Resource Binding in Microsoft DirectX 12. Performance Issues

Let's take a closer look at resource mapping on Intel platforms. Now this is especially true in connection with the release of the 6th generation of Intel Core processor family (Skylake) and with the release of the Windows 10 operating system, which took place on July 29th.
In a previous article, Introducing Resource Binding in Microsoft DirectX * 12 , new ways to bind resources in DirectX 12 were described. The conclusion from this article was this: if you have such a wide choice, the main task is to choose the best binding mechanism for the target GPU, the best Resource types and how often they are updated.
This article describes the selection of various resource binding mechanisms to efficiently run applications on specific Intel GPUs.

Instruments

The development of games based on DirectX 12 requires the following:

Windows 10.
Visual Studio * 2013 or later.
The DirectX 12 SDK included in Visual Studio.
GPU and drivers that support DirectX 12.

Overview

A descriptor is a data block that describes an object for a GPU in an "opaque" format intended for a GPU. The following handles are supported in DirectX 12, which were previously called “resource views” in DirectX 11:

Constant Buffer Representation (CBV).
Shader Resource Representation (SRV).
Representation of unordered access (UAV).
Presenter sampler (SV).
Presentation of the target rendering (RTV).
Depth Template Representation (DSV).
Other.

These descriptors or resource representations can be considered a structure (block) that is consumed by the front end of the graphics processor. The size of the descriptors is approximately 32–64 bytes. The handles contain information about the size of the textures, their format and layout.
Descriptors are stored in a heap of descriptors, which is a sequence of structures in memory.

The descriptor table points to descriptors on the heap using offset values. The table maps a continuous range of descriptors to the shader cells, making them accessible using a root signature. A root signature can also contain root constants, root descriptors, and static samplers.

Figure 1. Descriptors, heap of descriptors, descriptor tables, root signature
')
Figure 1 shows the relationship between descriptors, a bunch of descriptors, descriptor tables, and a root signature.
The code described in Figure 1 looks like this.

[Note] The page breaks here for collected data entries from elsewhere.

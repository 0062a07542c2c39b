//! ODM测试固件生成器
//!
//! 生成带漂移高斯峰（及静止参考峰）的合成强度剖面序列，
//! 以及对应的原始数据文件。

#![allow(dead_code)]

use chrono::{Duration, NaiveDate, NaiveDateTime};
use odm_analysis_tool::core::peak_model::{Gaussian, PeakFunction, PeakModel};
use odm_analysis_tool::core::profile::{AnchorPoints, IntensityProfile, Point, ProfileRecord};
use odm_analysis_tool::core::least_squares::OptimizerOptions;
use odm_analysis_tool::processing::session::{PeakFitSettings, SessionConfig};
use std::fs::create_dir_all;
use std::path::PathBuf;
use std::sync::atomic::{AtomicUsize, Ordering};

pub fn log(msg_zh: impl AsRef<str>, msg_en: impl AsRef<str>) {
    println!("{} / {}", msg_zh.as_ref(), msg_en.as_ref());
}

/// 剖面长度（像素）
pub const PROFILE_LEN: usize = 200;

/// 移动峰静止位置与随电压的漂移系数（像素/伏）
pub const MOVING_CENTER: f64 = 60.0;
pub const DRIFT_PX_PER_VOLT: f64 = 0.8;

/// 参考峰位置
pub const REFERENCE_CENTER: f64 = 140.0;

const MOVING_SIGMA: f64 = 5.0;
const MOVING_AREA: f64 = 20_000.0;
const REFERENCE_SIGMA: f64 = 6.0;
const REFERENCE_AREA: f64 = 15_000.0;
const BACKGROUND: f64 = 40.0;

pub fn t0() -> NaiveDateTime {
    NaiveDate::from_ymd_opt(2014, 1, 21)
        .and_then(|d| d.and_hms_milli_opt(14, 3, 7, 250))
        .expect("valid fixture time")
}

/// 三角波执行器电压：0 → peak → 0 → ...，每个半周期 `half_period` 行
pub fn triangle_voltage(i: usize, half_period: usize, peak: f64) -> f64 {
    let phase = i % (2 * half_period);
    let step = peak / half_period as f64;
    if phase <= half_period {
        phase as f64 * step
    } else {
        (2 * half_period - phase) as f64 * step
    }
}

/// 第 `i` 行移动峰的真实位置
pub fn moving_center(voltage: f64) -> f64 {
    MOVING_CENTER + DRIFT_PX_PER_VOLT * voltage
}

/// 生成一条剖面（可选叠加参考峰）
pub fn synth_profile(moving_mu: f64, with_reference: bool) -> Vec<f64> {
    let moving = [moving_mu, MOVING_SIGMA, MOVING_AREA, 0.0, BACKGROUND];
    let reference = [REFERENCE_CENTER, REFERENCE_SIGMA, REFERENCE_AREA, 0.0, 0.0];
    (0..PROFILE_LEN)
        .map(|x| {
            let x = x as f64;
            let mut value = Gaussian.evaluate(x, &moving);
            if with_reference {
                value += Gaussian.evaluate(x, &reference);
            }
            value
        })
        .collect()
}

/// 生成 `n` 行合成记录（10 ms 间隔）
pub fn synthetic_records(n: usize, with_reference: bool) -> Vec<ProfileRecord> {
    (0..n)
        .map(|i| {
            let voltage = triangle_voltage(i, 12, 6.0);
            ProfileRecord {
                timestamp: t0() + Duration::milliseconds(10 * i as i64),
                relative_time: 0.01 * i as f64,
                actuator_voltage: voltage,
                intensity_profile: IntensityProfile::new(synth_profile(
                    moving_center(voltage),
                    with_reference,
                )),
            }
        })
        .collect()
}

fn peak_value(sigma: f64, area: f64) -> f64 {
    area / (sigma * (2.0 * std::f64::consts::PI).sqrt()) + BACKGROUND
}

pub fn moving_anchors() -> AnchorPoints {
    AnchorPoints {
        peak: Point::new(MOVING_CENTER, peak_value(MOVING_SIGMA, MOVING_AREA)),
        lower_valley: Point::new(MOVING_CENTER - 6.0, BACKGROUND),
        upper_valley: Point::new(MOVING_CENTER + 6.0, BACKGROUND),
        min_bound: Point::new(35.0, BACKGROUND),
        max_bound: Point::new(100.0, BACKGROUND),
        spline_min_bound: None,
        spline_max_bound: None,
    }
}

pub fn reference_anchors() -> AnchorPoints {
    AnchorPoints {
        peak: Point::new(
            REFERENCE_CENTER,
            peak_value(REFERENCE_SIGMA, REFERENCE_AREA),
        ),
        lower_valley: Point::new(REFERENCE_CENTER - 7.0, BACKGROUND),
        upper_valley: Point::new(REFERENCE_CENTER + 7.0, BACKGROUND),
        min_bound: Point::new(115.0, BACKGROUND),
        max_bound: Point::new(165.0, BACKGROUND),
        spline_min_bound: None,
        spline_max_bound: None,
    }
}

/// 会话配置：移动峰高斯模型，可选参考峰
pub fn session_config(with_reference: bool) -> SessionConfig {
    let moving = PeakFitSettings::new(PeakModel::Gaussian(Gaussian), moving_anchors())
        .expect("valid moving settings");
    let mut config = SessionConfig::new(moving);
    if with_reference {
        config.reference = Some(
            PeakFitSettings::new(PeakModel::Gaussian(Gaussian), reference_anchors())
                .expect("valid reference settings"),
        );
    }
    config.optimizer = OptimizerOptions::with_limits(100.0, 20_000);
    config
}

/// 测试专用的唯一临时目录
pub fn unique_temp_dir(tag: &str) -> PathBuf {
    static COUNTER: AtomicUsize = AtomicUsize::new(0);
    let dir = std::env::temp_dir().join(format!(
        "odm_tests_{}_{}_{tag}",
        std::process::id(),
        COUNTER.fetch_add(1, Ordering::SeqCst)
    ));
    create_dir_all(&dir).expect("无法创建临时测试目录");
    dir
}

/// 格式化为原始数据文件的一行（剖面四舍五入为整数，数值带单位后缀）
pub fn raw_line(record: &ProfileRecord) -> String {
    let profile: String = record
        .intensity_profile
        .samples()
        .iter()
        .map(|v| format!("{};", v.round() as i64))
        .collect();
    format!(
        "{}\t{} s\t{} V\t<{profile}>\n",
        record.timestamp.format("%Y-%m-%d %H:%M:%S%.3f"),
        record.relative_time,
        record.actuator_voltage
    )
}

pub const RAW_HEADER: &str = "timestamp\trelativeTime\tactuatorVoltage\tintensityProfile\n";

/// 写出原始数据文件，返回路径
pub fn write_raw_data_file(dir: &std::path::Path, records: &[ProfileRecord]) -> PathBuf {
    let path = dir.join("data.csv");
    let mut content = String::from(RAW_HEADER);
    for record in records {
        content.push_str(&raw_line(record));
    }
    std::fs::write(&path, content).expect("无法写入原始数据文件");
    path
}

/// 剖面四舍五入为整数后的记录（与写出文件后读回的内容一致）
pub fn quantized(records: &[ProfileRecord]) -> Vec<ProfileRecord> {
    records
        .iter()
        .map(|r| ProfileRecord {
            intensity_profile: IntensityProfile::new(
                r.intensity_profile.samples().iter().map(|v| v.round()).collect(),
            ),
            ..r.clone()
        })
        .collect()
}
//! ODM Fit - 主程序入口
//!
//! 纯流程控制器，负责协调各个工具模块完成位移分析任务。

use odm_analysis_tool::{
    error::{ErrorCategory, OdmError},
    tools::{self, AppConfig},
};
use std::process;

/// 错误退出码定义
mod exit_codes {
    /// 通用错误
    pub const GENERAL_ERROR: i32 = 1;
    /// 配置/输入错误
    pub const CONFIGURATION_ERROR: i32 = 2;
    /// 数据格式错误
    pub const DATA_ERROR: i32 = 3;
    /// 拟合失败
    pub const FITTING_ERROR: i32 = 4;
    /// 资源/并发错误
    pub const RESOURCE_ERROR: i32 = 5;
}

/// 获取错误建议文本
fn get_error_suggestion(error: &OdmError) -> &'static str {
    match error {
        OdmError::Bounds { .. } => {
            "锚点或拟合窗口超出剖面范围，请检查设置文件中的坐标 / Anchor or fit window outside the profile, check the coordinates in the settings file"
        }
        OdmError::FitConvergence { .. } => {
            "拟合未收敛，尝试调整初始锚点、更换峰形模型或增大 --max-fev / Fit did not converge, adjust anchors, try another model or raise --max-fev"
        }
        OdmError::StreamOrdering { .. } => {
            "数据行时间戳未递增，请确认数据文件未被重写 / Timestamps are not increasing, make sure the data file was not rewritten"
        }
        OdmError::ResourceError(_) => {
            "资源不可用，请检查系统资源或重试 / Resource unavailable, check system resources or retry"
        }
        _ => match ErrorCategory::from_odm_error(error) {
            ErrorCategory::Configuration => {
                "检查命令行参数和设置文件，使用 --help 查看完整用法 / Check arguments and settings file, use --help to see full usage"
            }
            ErrorCategory::Data => {
                "数据文件格式异常，请确认为制表符分隔的原始测量数据 / Data file malformed, expected tab separated raw ODM data"
            }
            ErrorCategory::Io => {
                "检查文件路径是否正确，文件是否存在且可读 / Check if file path is correct, file exists and is readable"
            }
            ErrorCategory::Fitting | ErrorCategory::Other => {
                "请检查输入文件和参数设置 / Please check input file and parameter settings"
            }
        },
    }
}

/// 错误处理和建议
fn handle_error(error: OdmError) -> ! {
    eprintln!("[ERROR] 错误 / Error: {error}");

    let category = ErrorCategory::from_odm_error(&error);
    eprintln!("[INFO] 类别 / Category: {}", category.display_name());
    eprintln!("[INFO] 建议 / Suggestion: {}", get_error_suggestion(&error));

    let exit_code = match &error {
        OdmError::ResourceError(_) => exit_codes::RESOURCE_ERROR,
        _ => match category {
            ErrorCategory::Configuration => exit_codes::CONFIGURATION_ERROR,
            ErrorCategory::Data => exit_codes::DATA_ERROR,
            ErrorCategory::Fitting => exit_codes::FITTING_ERROR,
            ErrorCategory::Io | ErrorCategory::Other => exit_codes::GENERAL_ERROR,
        },
    };

    process::exit(exit_code);
}

fn init_logging(config: &AppConfig) {
    let default_filter = if config.verbose { "debug" } else { "info" };
    env_logger::Builder::from_env(env_logger::Env::default().default_filter_or(default_filter))
        .init();
}

/// 应用程序主逻辑（便于测试和复用）
fn run() -> Result<(), OdmError> {
    // 1. 解析命令行参数
    let config = tools::parse_args();
    init_logging(&config);

    if config.list_models {
        println!("{}", tools::format_model_table());
        return Ok(());
    }

    // 2. 显示启动信息
    tools::show_startup_info(&config);

    // 3. 运行分析
    let summary = tools::run_analysis(&config)?;
    println!("{}", tools::format_run_summary(&summary));

    tools::show_completion_info(&config);
    Ok(())
}

fn main() {
    // 可选：CPU火焰图分析（需开启 feature: flame-prof 且设置 ODM_FLAME=1）
    #[cfg(feature = "flame-prof")]
    let _guard = {
        let enabled = std::env::var("ODM_FLAME").map(|v| v == "1").unwrap_or(false);
        if enabled {
            match pprof::ProfilerGuard::new(250) {
                Ok(g) => Some(g),
                Err(e) => {
                    eprintln!(
                        "[WARNING] 启用火焰图采样失败 / Failed to enable flame graph sampling: {e}"
                    );
                    None
                }
            }
        } else {
            None
        }
    };

    let result = run();

    // 在退出前生成火焰图（仅在启用时）
    #[cfg(feature = "flame-prof")]
    if let Some(guard) = _guard
        && let Ok(report) = guard.report().build()
    {
        use std::fs::File;
        let mut options = pprof::flamegraph::Options::default();
        let out_path =
            std::env::var("ODM_FLAME_FILE").unwrap_or_else(|_| "flamegraph.svg".to_string());
        if let Ok(file) = File::create(&out_path)
            && report.flamegraph_with_options(file, &mut options).is_ok()
        {
            eprintln!("FlameGraph generated successfully / 生成成功: {out_path}");
        }
    }

    if let Err(error) = result {
        handle_error(error);
    }
}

// the init function sets the shader registers // parameters: type of descriptor, num of descriptors, base shader register // the first descriptor table entry in the root signature in // image 1 sets shader registers t1, b1, t4, t5 // performance: order from most frequent to least frequent used D3D12_DESCRIPTOR_RANGE Param0Ranges[3]; Param0Ranges[0].Init(D3D12_DESCRIPTOR_RANGE_SRV, 1, 1); // t1 Param0Ranges[1].Init(D3D12_DESCRIPTOR_RANGE_CBV, 1, 1); // b1 Param0Ranges[2].Init(D3D12_DESCRIPTOR_RANGE_SRV, 2, 4); // t4-t5 // the second descriptor table entry in the root signature // in image 1 sets shader registers u0 and b2 D3D12_DESCRIPTOR_RANGE Param1Ranges[2]; Param1Ranges[0].Init(D3D12_DESCRIPTOR_RANGE_UAV, 1, 0); // u0 Param1Ranges[1].Init(D3D12_DESCRIPTOR_RANGE_CBV, 1, 2); // b2 // set the descriptor tables in the root signature // parameters: number of descriptor ranges, descriptor ranges, visibility // visibility to all stages allows sharing binding tables // with all types of shaders D3D12_ROOT_PARAMETER Param[4]; Param[0].InitAsDescriptorTable(3, Param0Ranges, D3D12_SHADER_VISIBILITY_ALL); Param[1].InitAsDescriptorTable(2, Param1Ranges, D3D12_SHADER_VISIBILITY_ALL); // root descriptor Param[2].InitAsShaderResourceView(1, 0); // t0 // root constants Param[3].InitAsConstants(4, 0); // b0 (4x32-bit constants) // writing into the command list cmdList->SetGraphicsRootDescriptorTable(0, [srvGPUHandle]); cmdList->SetGraphicsRootDescriptorTable(1, [uavGPUHandle]); cmdList->SetGraphicsRootConstantBufferView(2, [srvCPUHandle]); cmdList->SetGraphicsRoot32BitConstants(3, {1,3,3,7}, 0, 4);

The source code shown above sets up a root signature so that it has two descriptor tables, one root handle and one root constant. The code also shows that root constants have no indirect reference, they are provided directly by calling SetGraphicsRoot32bitConstants . They are directly related to the shader registers; there is neither the constant buffer itself, the constant buffer descriptor, nor the binding. Root descriptors have only one level of indirect access, since they store a pointer to memory (descriptor -> memory), and descriptor tables have two levels of indirect access (descriptor table -> descriptor -> memory).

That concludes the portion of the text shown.